> _WORK REQUIRED_:
Which lines hold the word "impl"? Copy each of them from the material.

Content starts

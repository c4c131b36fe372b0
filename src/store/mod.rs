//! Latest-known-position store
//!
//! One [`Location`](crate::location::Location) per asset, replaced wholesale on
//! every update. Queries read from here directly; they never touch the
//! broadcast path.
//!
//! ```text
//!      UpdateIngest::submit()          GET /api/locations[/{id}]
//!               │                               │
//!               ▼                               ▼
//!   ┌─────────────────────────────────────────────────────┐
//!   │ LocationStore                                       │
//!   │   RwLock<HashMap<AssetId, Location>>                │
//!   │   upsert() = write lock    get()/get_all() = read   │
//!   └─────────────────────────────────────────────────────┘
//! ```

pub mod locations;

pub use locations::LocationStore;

Content ends
Content starts

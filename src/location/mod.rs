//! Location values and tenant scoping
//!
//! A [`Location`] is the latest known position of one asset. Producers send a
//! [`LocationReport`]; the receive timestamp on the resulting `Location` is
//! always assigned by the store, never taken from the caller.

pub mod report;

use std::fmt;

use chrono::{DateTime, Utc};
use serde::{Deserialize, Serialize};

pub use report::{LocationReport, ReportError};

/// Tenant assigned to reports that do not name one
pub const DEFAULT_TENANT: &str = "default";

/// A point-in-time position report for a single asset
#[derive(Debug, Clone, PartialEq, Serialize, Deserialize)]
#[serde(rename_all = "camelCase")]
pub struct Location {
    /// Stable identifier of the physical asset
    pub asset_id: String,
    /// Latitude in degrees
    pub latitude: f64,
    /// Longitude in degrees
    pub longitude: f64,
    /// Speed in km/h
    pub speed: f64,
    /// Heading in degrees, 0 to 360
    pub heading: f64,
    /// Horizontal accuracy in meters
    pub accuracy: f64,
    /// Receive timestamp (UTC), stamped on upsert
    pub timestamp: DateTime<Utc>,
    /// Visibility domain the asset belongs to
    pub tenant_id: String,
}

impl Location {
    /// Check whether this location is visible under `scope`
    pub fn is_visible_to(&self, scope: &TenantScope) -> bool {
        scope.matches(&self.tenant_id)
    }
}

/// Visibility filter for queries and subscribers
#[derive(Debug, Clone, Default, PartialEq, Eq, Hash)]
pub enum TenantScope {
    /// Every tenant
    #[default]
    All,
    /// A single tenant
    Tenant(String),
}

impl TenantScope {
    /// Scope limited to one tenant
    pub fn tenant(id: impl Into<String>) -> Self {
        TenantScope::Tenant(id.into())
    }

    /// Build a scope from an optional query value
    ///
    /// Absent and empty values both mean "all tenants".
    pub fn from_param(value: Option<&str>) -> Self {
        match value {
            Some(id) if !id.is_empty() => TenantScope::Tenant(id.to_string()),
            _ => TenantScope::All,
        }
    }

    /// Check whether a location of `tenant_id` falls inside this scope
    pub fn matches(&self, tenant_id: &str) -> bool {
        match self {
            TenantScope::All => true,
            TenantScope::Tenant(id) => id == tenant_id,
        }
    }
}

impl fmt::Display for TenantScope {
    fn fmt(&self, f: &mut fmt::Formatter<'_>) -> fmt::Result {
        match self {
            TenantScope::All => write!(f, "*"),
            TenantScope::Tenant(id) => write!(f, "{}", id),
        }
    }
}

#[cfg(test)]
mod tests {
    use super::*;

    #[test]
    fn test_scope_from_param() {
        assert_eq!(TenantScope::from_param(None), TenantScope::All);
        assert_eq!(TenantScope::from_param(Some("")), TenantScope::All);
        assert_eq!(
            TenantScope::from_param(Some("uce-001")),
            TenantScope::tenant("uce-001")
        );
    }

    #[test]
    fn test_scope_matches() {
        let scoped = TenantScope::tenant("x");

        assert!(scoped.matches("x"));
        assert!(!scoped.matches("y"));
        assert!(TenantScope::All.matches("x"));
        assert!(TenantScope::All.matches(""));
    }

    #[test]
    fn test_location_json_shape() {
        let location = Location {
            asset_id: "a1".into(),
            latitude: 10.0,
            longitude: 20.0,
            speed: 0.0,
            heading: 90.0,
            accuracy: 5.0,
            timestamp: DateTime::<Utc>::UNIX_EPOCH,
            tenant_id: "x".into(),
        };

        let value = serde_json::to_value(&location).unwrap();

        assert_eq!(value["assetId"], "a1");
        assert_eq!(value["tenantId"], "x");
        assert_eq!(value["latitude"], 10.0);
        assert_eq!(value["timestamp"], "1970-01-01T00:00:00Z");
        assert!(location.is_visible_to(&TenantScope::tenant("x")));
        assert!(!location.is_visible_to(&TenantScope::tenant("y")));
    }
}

Content ends

> _SOLUTION_:
impl Location {
impl TenantScope {
    pub fn tenant(id: impl Into<String>) -> Self {
impl fmt::Display for TenantScope {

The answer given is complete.